Data below:
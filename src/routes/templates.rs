use std::collections::HashMap;

use axum::extract::{Path, State};
use axum::http::StatusCode;
use axum::response::{IntoResponse, Response};
use axum::Json;
use serde::Deserialize;
use serde_json::json;
use time::OffsetDateTime;
use tracing::error;
use uuid::Uuid;

use crate::db::document_store::{collections, DocumentStore};
use crate::engine::render::render_document;
use crate::engine::templating::substitute;
use crate::models::template::{CreateTemplate, Template};
use crate::responses::JsonResponse;
use crate::state::AppState;

pub async fn list_templates(State(state): State<AppState>) -> Response {
    match state.store.list(collections::TEMPLATES, None).await {
        Ok(docs) => {
            let templates: Vec<Template> = docs
                .into_iter()
                .filter_map(|doc| serde_json::from_value(doc).ok())
                .collect();
            (
                StatusCode::OK,
                Json(json!({ "success": true, "templates": templates })),
            )
                .into_response()
        }
        Err(err) => {
            error!(?err, "failed to list templates");
            JsonResponse::server_error("Failed to list templates").into_response()
        }
    }
}

pub async fn create_template(
    State(state): State<AppState>,
    Json(payload): Json<CreateTemplate>,
) -> Response {
    if let Err(reason) = payload.validate() {
        return JsonResponse::bad_request(&reason).into_response();
    }

    let now = OffsetDateTime::now_utc();
    let template = Template {
        id: Uuid::new_v4(),
        name: payload.name,
        subject: payload.subject,
        components: payload.components,
        page_style: payload.page_style,
        created_at: now,
        updated_at: now,
    };

    match put_template(&state, &template).await {
        Ok(()) => (
            StatusCode::CREATED,
            Json(json!({ "success": true, "template": template })),
        )
            .into_response(),
        Err(err) => {
            error!(?err, "failed to save template");
            JsonResponse::server_error("Failed to save template").into_response()
        }
    }
}

pub async fn get_template(State(state): State<AppState>, Path(id): Path<Uuid>) -> Response {
    match load_template(&state, id).await {
        Ok(Some(template)) => (
            StatusCode::OK,
            Json(json!({ "success": true, "template": template })),
        )
            .into_response(),
        Ok(None) => JsonResponse::not_found("Template not found").into_response(),
        Err(err) => {
            error!(template_id = %id, ?err, "failed to load template");
            JsonResponse::server_error("Failed to load template").into_response()
        }
    }
}

pub async fn update_template(
    State(state): State<AppState>,
    Path(id): Path<Uuid>,
    Json(payload): Json<CreateTemplate>,
) -> Response {
    if let Err(reason) = payload.validate() {
        return JsonResponse::bad_request(&reason).into_response();
    }

    let existing = match load_template(&state, id).await {
        Ok(Some(existing)) => existing,
        Ok(None) => return JsonResponse::not_found("Template not found").into_response(),
        Err(err) => {
            error!(template_id = %id, ?err, "failed to load template");
            return JsonResponse::server_error("Failed to update template").into_response();
        }
    };

    // Whole-aggregate replacement; only identity and creation time survive.
    let template = Template {
        id,
        name: payload.name,
        subject: payload.subject,
        components: payload.components,
        page_style: payload.page_style,
        created_at: existing.created_at,
        updated_at: OffsetDateTime::now_utc(),
    };

    match put_template(&state, &template).await {
        Ok(()) => (
            StatusCode::OK,
            Json(json!({ "success": true, "template": template })),
        )
            .into_response(),
        Err(err) => {
            error!(template_id = %id, ?err, "failed to save template");
            JsonResponse::server_error("Failed to update template").into_response()
        }
    }
}

pub async fn delete_template(State(state): State<AppState>, Path(id): Path<Uuid>) -> Response {
    match state.store.delete(collections::TEMPLATES, id).await {
        Ok(true) => JsonResponse::success("Template deleted").into_response(),
        Ok(false) => JsonResponse::not_found("Template not found").into_response(),
        Err(err) => {
            error!(template_id = %id, ?err, "failed to delete template");
            JsonResponse::server_error("Failed to delete template").into_response()
        }
    }
}

#[derive(Debug, Default, Deserialize)]
pub struct PreviewRequest {
    /// Sample placeholder values; tokens without one stay visible.
    #[serde(default)]
    pub values: HashMap<String, String>,
}

pub async fn preview_template(
    State(state): State<AppState>,
    Path(id): Path<Uuid>,
    Json(payload): Json<PreviewRequest>,
) -> Response {
    let template = match load_template(&state, id).await {
        Ok(Some(template)) => template,
        Ok(None) => return JsonResponse::not_found("Template not found").into_response(),
        Err(err) => {
            error!(template_id = %id, ?err, "failed to load template");
            return JsonResponse::server_error("Failed to preview template").into_response();
        }
    };

    let html = substitute(&render_document(&template), &payload.values);
    let subject = substitute(&template.subject, &payload.values);
    (
        StatusCode::OK,
        Json(json!({ "success": true, "subject": subject, "html": html })),
    )
        .into_response()
}

async fn load_template(state: &AppState, id: Uuid) -> Result<Option<Template>, sqlx::Error> {
    Ok(state
        .store
        .get(collections::TEMPLATES, id)
        .await?
        .and_then(|doc| serde_json::from_value(doc).ok()))
}

async fn put_template(state: &AppState, template: &Template) -> Result<(), sqlx::Error> {
    let doc = serde_json::to_value(template)
        .map_err(|err| sqlx::Error::Protocol(err.to_string()))?;
    state
        .store
        .put(collections::TEMPLATES, Some(template.id), doc)
        .await?;
    Ok(())
}

#[cfg(test)]
mod tests {
    use super::*;
    use crate::config::Config;
    use crate::db::memory_store::MemoryDocumentStore;
    use crate::routes::api_router;
    use crate::services::smtp_mailer::MockMailer;
    use axum::body::{to_bytes, Body};
    use axum::http::Request;
    use axum::Router;
    use serde_json::Value;
    use std::sync::Arc;
    use tower::ServiceExt;

    fn app() -> Router {
        api_router(AppState {
            store: Arc::new(MemoryDocumentStore::new()),
            mailer: Arc::new(MockMailer::default()),
            config: Arc::new(Config::default()),
        })
    }

    async fn send_json(app: &Router, method: &str, uri: &str, body: Value) -> (StatusCode, Value) {
        let request = Request::builder()
            .method(method)
            .uri(uri)
            .header("content-type", "application/json")
            .body(Body::from(body.to_string()))
            .unwrap();
        let response = app.clone().oneshot(request).await.unwrap();
        let status = response.status();
        let bytes = to_bytes(response.into_body(), usize::MAX).await.unwrap();
        let value = serde_json::from_slice(&bytes).unwrap_or(Value::Null);
        (status, value)
    }

    #[tokio::test]
    async fn create_and_preview_template() {
        let app = app();
        let (status, created) = send_json(
            &app,
            "POST",
            "/api/templates",
            json!({
                "name": "Intro",
                "subject": "Hi {{firstName}}",
                "components": [
                    { "type": "text", "id": "t1", "content": "Hello {{firstName}}" }
                ]
            }),
        )
        .await;
        assert_eq!(status, StatusCode::CREATED);
        let id = created["template"]["id"].as_str().unwrap().to_string();

        let (status, preview) = send_json(
            &app,
            "POST",
            &format!("/api/templates/{}/preview", id),
            json!({ "values": { "firstName": "Ada" } }),
        )
        .await;
        assert_eq!(status, StatusCode::OK);
        assert_eq!(preview["subject"], "Hi Ada");
        assert!(preview["html"].as_str().unwrap().contains("Hello Ada"));
    }

    #[tokio::test]
    async fn create_rejects_duplicate_component_ids() {
        let app = app();
        let (status, body) = send_json(
            &app,
            "POST",
            "/api/templates",
            json!({
                "name": "Broken",
                "components": [
                    { "type": "text", "id": "dup", "content": "a" },
                    { "type": "text", "id": "dup", "content": "b" }
                ]
            }),
        )
        .await;
        assert_eq!(status, StatusCode::BAD_REQUEST);
        assert_eq!(body["success"], false);
    }

    #[tokio::test]
    async fn unknown_template_is_not_found() {
        let app = app();
        let (status, _) = send_json(
            &app,
            "POST",
            &format!("/api/templates/{}/preview", Uuid::new_v4()),
            json!({}),
        )
        .await;
        assert_eq!(status, StatusCode::NOT_FOUND);
    }
}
End of Data.
= About this task =
The answer should be all lines from the entries above that hold the word "content".

= Reply =
            .header("content-type", "application/json")
                    { "type": "text", "id": "t1", "content": "Hello {{firstName}}" }
                    { "type": "text", "id": "dup", "content": "a" },
                    { "type": "text", "id": "dup", "content": "b" }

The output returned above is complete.